А игра опять умерла. 0:3.

— Ну чего он махает (это про бокового судью, про флаг), — жалуется Арапову в перерыве, — я ему: «Ты гляди, кто играет? Молодняк! Чего ты махаешь-то?»

И опять проиграли. Теперь 0:7.

— Где ты был? — спрашивает защитника Шалыгина. — Ты же пропал, а Колыханов не мог, мяч сзади него дали. Тому улица зеленая, парень без борьбы забил. И верх, и низ ему проиграли…

Все видят: черную работу делает именно он. Вяжет, начинает, снова завязывает. Завязывает порванную нить. Без устали, неутомимо, обреченно. Не замечая себя, усталости, ошибок своих и удач. И кричит, и ребята не обижаются, а он глядит, глядит на того, на запоровшего пас, глядит черным своим взглядом из-под лба. Красивый, думаю я, наблюдая его, и все у него не зря. Плечи приподнятые и отодвинутые назад — такие, чтоб можно было толкаться в штрафной. И вес не большой — чтобы бежать, — но и не маленький — чтобы не сбили, не затолкали в куче. И реакция. И кривизна недлинных (зачем в футболе длинные?!) ног, и продолговатое мускулистое туловище. Не зря, не зря… Продолговатое — это чтобы головой. И во рту вставные зубы «из желтого металла», как пишет в объявлениях о розыске милиция. Тоже не просто так; может, чтобы не выбили больше.

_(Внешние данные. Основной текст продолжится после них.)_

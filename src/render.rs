//! Terminal rendering of task events.

use std::io::{self, Write};
use std::process::ExitCode;

use indicatif::{ProgressBar, ProgressStyle};
use picfetch_core::TaskEvent;
use tracing::debug;

/// Exit code when the run was cancelled (128 + SIGINT).
pub(crate) const EXIT_CANCELLED: u8 = 130;

/// How events are shown to the user.
pub(crate) enum Renderer {
    /// Progress bar on stderr and a summary on stdout.
    Bar(ProgressBar),
    /// One JSON object per event on stdout.
    Json,
    /// Nothing but errors.
    Quiet,
}

impl Renderer {
    pub(crate) fn new(json: bool, quiet: bool) -> Self {
        if json {
            return Self::Json;
        }
        if quiet {
            return Self::Quiet;
        }
        let bar = ProgressBar::new(100);
        bar.set_style(
            ProgressStyle::with_template("{bar:40.cyan/blue} {pos:>3}% {msg}")
                .unwrap_or_else(|_| ProgressStyle::default_bar()),
        );
        Self::Bar(bar)
    }

    /// Shows `event`; returns the process exit code once the event is terminal.
    pub(crate) fn render(&self, event: &TaskEvent) -> io::Result<Option<ExitCode>> {
        debug!(?event, "task event");
        match self {
            Self::Json => {
                let line = serde_json::to_string(event).map_err(io::Error::other)?;
                let mut stdout = io::stdout().lock();
                writeln!(stdout, "{line}")?;
                stdout.flush()?;
                if let TaskEvent::Failed { reason, .. } = event {
                    eprintln!("error: {reason}");
                }
            }
            Self::Bar(bar) => render_bar(bar, event),
            Self::Quiet => {
                if let TaskEvent::Failed { reason, .. } = event {
                    eprintln!("error: {reason}");
                }
            }
        }
        Ok(exit_code_for(event))
    }
}

fn render_bar(bar: &ProgressBar, event: &TaskEvent) {
    match event {
        TaskEvent::Started { .. } => bar.set_message("reading metadata"),
        TaskEvent::ProgressUpdated { percent, .. } => bar.set_position(u64::from(*percent)),
        TaskEvent::MetadataResolved { title, .. } => bar.set_message(format!("fetching {title}")),
        TaskEvent::BytesTransferred {
            bytes_written,
            content_length,
            ..
        } => bar.set_message(match content_length {
            Some(total) => format!("{bytes_written}/{total} bytes"),
            None => format!("{bytes_written} bytes"),
        }),
        TaskEvent::Succeeded {
            title,
            attribution,
            file_path,
            bytes_written,
            ..
        } => {
            bar.finish_and_clear();
            println!("Title:  {title}");
            println!("Author: {attribution}");
            println!("Saved:  {} ({bytes_written} bytes)", file_path.display());
        }
        TaskEvent::Cancelled { .. } => bar.abandon_with_message("cancelled"),
        TaskEvent::Failed { reason, .. } => {
            bar.abandon();
            eprintln!("error: {reason}");
        }
    }
}

/// Maps a terminal event to the process exit code.
pub(crate) fn exit_code_for(event: &TaskEvent) -> Option<ExitCode> {
    match event {
        TaskEvent::Succeeded { .. } => Some(ExitCode::SUCCESS),
        TaskEvent::Cancelled { .. } => Some(ExitCode::from(EXIT_CANCELLED)),
        TaskEvent::Failed { .. } => Some(ExitCode::FAILURE),
        _ => None,
    }
}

И вот, когда ему надоедает сплошная чернуха, когда хорошо подадут, повезет, выведут его на удар или хоть на рывок или сам он отберет или перехватит, — кто ж еще-то лучше всех пробьет? Кто спасет, оказавшись неожиданно у своих ворот, от верного неминучего гола? Кто ударит штрафной, одиннадцатиметровый, подаст важный угловой? Он, он, он. Потому и кивают и краснеют на его слова молодые ребята, потому и не обижаются, когда он кричит. Потому и полыхнет иной раз красным цветом щека у того, кого он (редко) похвалит. Разумеется, он и есть сердце команды. Мускулистое, озабоченное и вроде уже надорванное.